Starting at the line with "Some((code.to_ascii_uppercase(), rate))" and going on through the line with "USD value of", reproduce each line in the records below exactly and nothing more.

DATA FOR REVIEW -

+ + +

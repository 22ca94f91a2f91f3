use std::collections::HashMap;
use std::sync::{Arc, PoisonError, RwLock};

use async_trait::async_trait;
use chrono::{DateTime, Utc};
use serde::{Deserialize, Serialize};

use crate::error::RoutingError;

/// Source of USD exchange rates (market data ingestion lives elsewhere).
#[async_trait]
pub trait ExchangeRateFeed: Send + Sync {
    /// Current `currency -> USD` quotes.
    async fn get_rates(&self) -> Result<HashMap<String, f64>, RoutingError>;
}

/// Immutable set of `currency -> USD` rates captured at one instant.
#[derive(Debug, Clone, PartialEq, Serialize, Deserialize)]
pub struct RateSnapshot {
    rates: HashMap<String, f64>,
    pub captured_at: DateTime<Utc>,
}

impl RateSnapshot {
    /// Build a snapshot, normalising codes to upper case and dropping
    /// non-positive or non-finite quotes.
    pub fn new(rates: HashMap<String, f64>) -> Self {
        let rates = rates
            .into_iter()
            .filter_map(|(code, rate)| {
                if rate.is_finite() && rate > 0.0 {
                    Some((code.to_ascii_uppercase(), rate))
                } else {
                    tracing::warn!(currency = %code, rate, "Dropping invalid exchange rate");
                    None
                }
            })
            .collect();
        Self {
            rates,
            captured_at: Utc::now(),
        }
    }

    /// Snapshot with the built-in reference rates.
    pub fn with_defaults() -> Self {
        Self::new(default_rates())
    }

    /// USD value of one unit of `code`.
    ///
    /// Resolution order: `USD` itself, the exact code, then the base asset
    /// (`BTC-LN` resolves through `BTC`).
    pub fn usd_rate(&self, code: &str) -> Option<f64> {
        let code = code.to_ascii_uppercase();
        if code == "USD" {
            return Some(1.0);
        }
        if let Some(rate) = self.rates.get(&code) {
            return Some(*rate);
        }
        let base = code.split('-').next()?;
        if base == "USD" {
            return Some(1.0);
        }
        self.rates.get(base).copied()
    }

    /// Like [`usd_rate`](Self::usd_rate) but fails with `UnsupportedCurrency`.
    pub fn require(&self, code: &str) -> Result<f64, RoutingError> {
        self.usd_rate(code)
            .ok_or_else(|| RoutingError::UnsupportedCurrency(code.to_string()))
    }

    /// Number of explicit quotes (USD is implicit).
    pub fn len(&self) -> usize {
        self.rates.len()
    }

    pub fn is_empty(&self) -> bool {
        self.rates.is_empty()
    }

    /// Copy of the raw quotes.
    pub fn to_map(&self) -> HashMap<String, f64> {
        self.rates.clone()
    }
}

/// Convert `amount` of `from` into `to` through USD using one snapshot.
pub fn convert(
    amount: f64,
    from: &str,
    to: &str,
    snapshot: &RateSnapshot,
) -> Result<f64, RoutingError> {
    if from.eq_ignore_ascii_case(to) {
        return Ok(amount);
    }
    let from_usd = snapshot.require(from)?;
    let to_usd = snapshot.require(to)?;
    Ok(amount * from_usd / to_usd)
}

/// Shared holder of the current [`RateSnapshot`].
///
/// Updates build a fresh snapshot and swap it in; routing calls take one
/// `Arc` and use it for the whole computation.
pub struct RateTable {
    current: RwLock<Arc<RateSnapshot>>,
}

impl RateTable {
    pub fn new(rates: HashMap<String, f64>) -> Self {
        Self {
            current: RwLock::new(Arc::new(RateSnapshot::new(rates))),
        }
    }

    /// Table seeded with the built-in reference rates.
    pub fn with_defaults() -> Self {
        Self::new(default_rates())
    }

    /// The snapshot to use for one computation.
    pub fn snapshot(&self) -> Arc<RateSnapshot> {
        self.current
            .read()
            .unwrap_or_else(PoisonError::into_inner)
            .clone()
    }

    /// Replace all rates.
    pub fn apply(&self, rates: HashMap<String, f64>) -> Arc<RateSnapshot> {
        let next = Arc::new(RateSnapshot::new(rates));
        self.swap(next.clone());
        tracing::info!(currencies = next.len(), "Exchange rates replaced");
        next
    }

    /// Overlay `updates` onto the current rates.
    pub fn merge(&self, updates: HashMap<String, f64>) -> Arc<RateSnapshot> {
        let mut guard = self.current.write().unwrap_or_else(PoisonError::into_inner);
        let mut rates = guard.to_map();
        for (code, rate) in updates {
            rates.insert(code.to_ascii_uppercase(), rate);
        }
        let next = Arc::new(RateSnapshot::new(rates));
        *guard = next.clone();
        tracing::debug!(currencies = next.len(), "Exchange rates merged");
        next
    }

    /// Pull fresh quotes from `feed` and swap them in.
    pub async fn refresh_from(
        &self,
        feed: &dyn ExchangeRateFeed,
    ) -> Result<Arc<RateSnapshot>, RoutingError> {
        let rates = feed.get_rates().await?;
        Ok(self.apply(rates))
    }

    fn swap(&self, next: Arc<RateSnapshot>) {
        *self.current.write().unwrap_or_else(PoisonError::into_inner) = next;
    }
}

impl Default for RateTable {
    fn default() -> Self {
        Self::with_defaults()
    }
}

/// Feed that always serves the same quotes. Useful for tests and demos.
pub struct StaticRateFeed {
    rates: HashMap<String, f64>,
}

impl StaticRateFeed {
    pub fn new(rates: HashMap<String, f64>) -> Self {
        Self { rates }
    }
}

#[async_trait]
impl ExchangeRateFeed for StaticRateFeed {
    async fn get_rates(&self) -> Result<HashMap<String, f64>, RoutingError> {
        Ok(self.rates.clone())
    }
}

/// Built-in reference rates in USD.
pub fn default_rates() -> HashMap<String, f64> {
    [
        ("USD", 1.0),
        ("USDC", 1.0),
        ("EUR", 1.08),
        ("BTC", 60_000.0),
        ("ETH", 3_000.0),
        ("SOL", 150.0),
        ("XMR", 150.0),
    ]
    .into_iter()
    .map(|(k, v)| (k.to_string(), v))
    .collect()
}

/// Built-in rates with `overrides` applied on top.
pub fn default_rates_with(overrides: &HashMap<String, f64>) -> HashMap<String, f64> {
    let mut rates = default_rates();
    for (code, rate) in overrides {
        rates.insert(code.to_ascii_uppercase(), *rate);
    }
    rates
}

+ + +

REPLY TO THE TASK -
                    Some((code.to_ascii_uppercase(), rate))
                } else {
                    tracing::warn!(currency = %code, rate, "Dropping invalid exchange rate");
                    None
                }
            })
            .collect();
        Self {
            rates,
            captured_at: Utc::now(),
        }
    }

    /// Snapshot with the built-in reference rates.
    pub fn with_defaults() -> Self {
        Self::new(default_rates())
    }

    /// USD value of one unit of `code`.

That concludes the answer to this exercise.